ABOUT THIS EXERCISE:
Determine the number of lines in the data below that hold "collect"; give nothing but that number.

MATERIALS PROVIDED:
use std::sync::Arc;

use futures_util::future::join_all;
use lavender_blob::{BlobStore, media_key};
use lavender_core::Session;
use lavender_realtime::RealtimeDb;
use serde_json::Value;
use tracing::{debug, info, warn};

use crate::hashtag::hashtags;
use crate::model::Post;
use crate::paths::StorePaths;

/// Removes a post and everything that points at it.
///
/// Best effort: each removal is independent and a failure is logged
/// without stopping the rest. Nothing is rolled back.
pub struct CascadingDeletion {
    db: Arc<dyn RealtimeDb>,
    blobs: Arc<dyn BlobStore>,
    session: Arc<dyn Session>,
    paths: StorePaths,
}

impl CascadingDeletion {
    pub fn new(
        db: Arc<dyn RealtimeDb>,
        blobs: Arc<dyn BlobStore>,
        session: Arc<dyn Session>,
        paths: StorePaths,
    ) -> Self {
        Self {
            db,
            blobs,
            session,
            paths,
        }
    }

    /// Delete `post` on behalf of the signed-in user.
    ///
    /// Removes the image, follower feed entries, the actor's own feed and
    /// post entries, every like with its notification, hashtag entries,
    /// comments and the post record. Does nothing when signed out.
    pub async fn delete_post(&self, post: &Post) {
        let Some(actor) = self.session.current_uid() else {
            debug!("delete of {} ignored: signed out", post.id());
            return;
        };
        let post_id = post.id();

        self.delete_media(post);

        let mut targets = self.follower_feed_entries(&actor, post_id).await;
        targets.push(self.paths.feed_entry(&actor, post_id));
        targets.push(self.paths.user_post(&actor, post_id));
        targets.extend(
            hashtags(post.caption())
                .iter()
                .map(|tag| self.paths.hashtag_entry(tag, post_id)),
        );
        targets.push(self.paths.comments(post_id));
        targets.push(self.paths.post(post_id));

        tokio::join!(
            join_all(targets.iter().map(|path| self.remove(path))),
            self.revoke_likes(post),
        );
        info!("deleted post {} for {}", post_id, actor);
    }

    fn delete_media(&self, post: &Post) {
        let key = match media_key(post.image_url()) {
            Ok(key) => key,
            Err(e) => {
                warn!("post {}: cannot resolve image {}: {}", post.id(), post.image_url(), e);
                return;
            }
        };
        if let Err(e) = self.blobs.delete(&key) {
            warn!("post {}: failed to delete image {}: {}", post.id(), key, e);
        }
    }

    /// Feed entries of everyone following `actor`, from one snapshot of
    /// the follower set.
    async fn follower_feed_entries(&self, actor: &str, post_id: &str) -> Vec<String> {
        let followers = self.paths.followers(actor);
        match self.db.read_once(&followers).await {
            Ok(Some(Value::Object(entries))) => entries
                .keys()
                .map(|uid| self.paths.feed_entry(uid, post_id))
                .collect(),
            Ok(_) => Vec::new(),
            Err(e) => {
                warn!("failed to read {}: {}", followers, e);
                Vec::new()
            }
        }
    }

    /// Remove every like of `post`: each liker's notification and
    /// `user-likes` entry, then the whole `post-likes` subtree.
    async fn revoke_likes(&self, post: &Post) {
        let index = self.paths.post_likes(post.id());
        let likers: Vec<String> = match self.db.read_once(&index).await {
            Ok(Some(Value::Object(entries))) => entries.into_iter().map(|(uid, _)| uid).collect(),
            Ok(_) => Vec::new(),
            Err(e) => {
                warn!("failed to read {}: {}", index, e);
                Vec::new()
            }
        };

        join_all(likers.iter().map(|uid| self.revoke_like(post, uid))).await;
        self.remove(&index).await;
    }

    async fn revoke_like(&self, post: &Post, liker: &str) {
        let entry = self.paths.user_like(liker, post.id());
        match self.db.read_once(&entry).await {
            Ok(Some(Value::String(id))) => {
                self.remove(&self.paths.notification(post.owner_uid(), &id)).await;
            }
            Ok(_) => {}
            Err(e) => warn!("failed to read {}: {}", entry, e),
        }
        self.remove(&entry).await;
    }

    async fn remove(&self, path: &str) {
        if let Err(e) = self.db.remove_value(path).await {
            warn!("failed to remove {}: {}", path, e);
        }
    }
}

COMPLETED EXERCISE:
2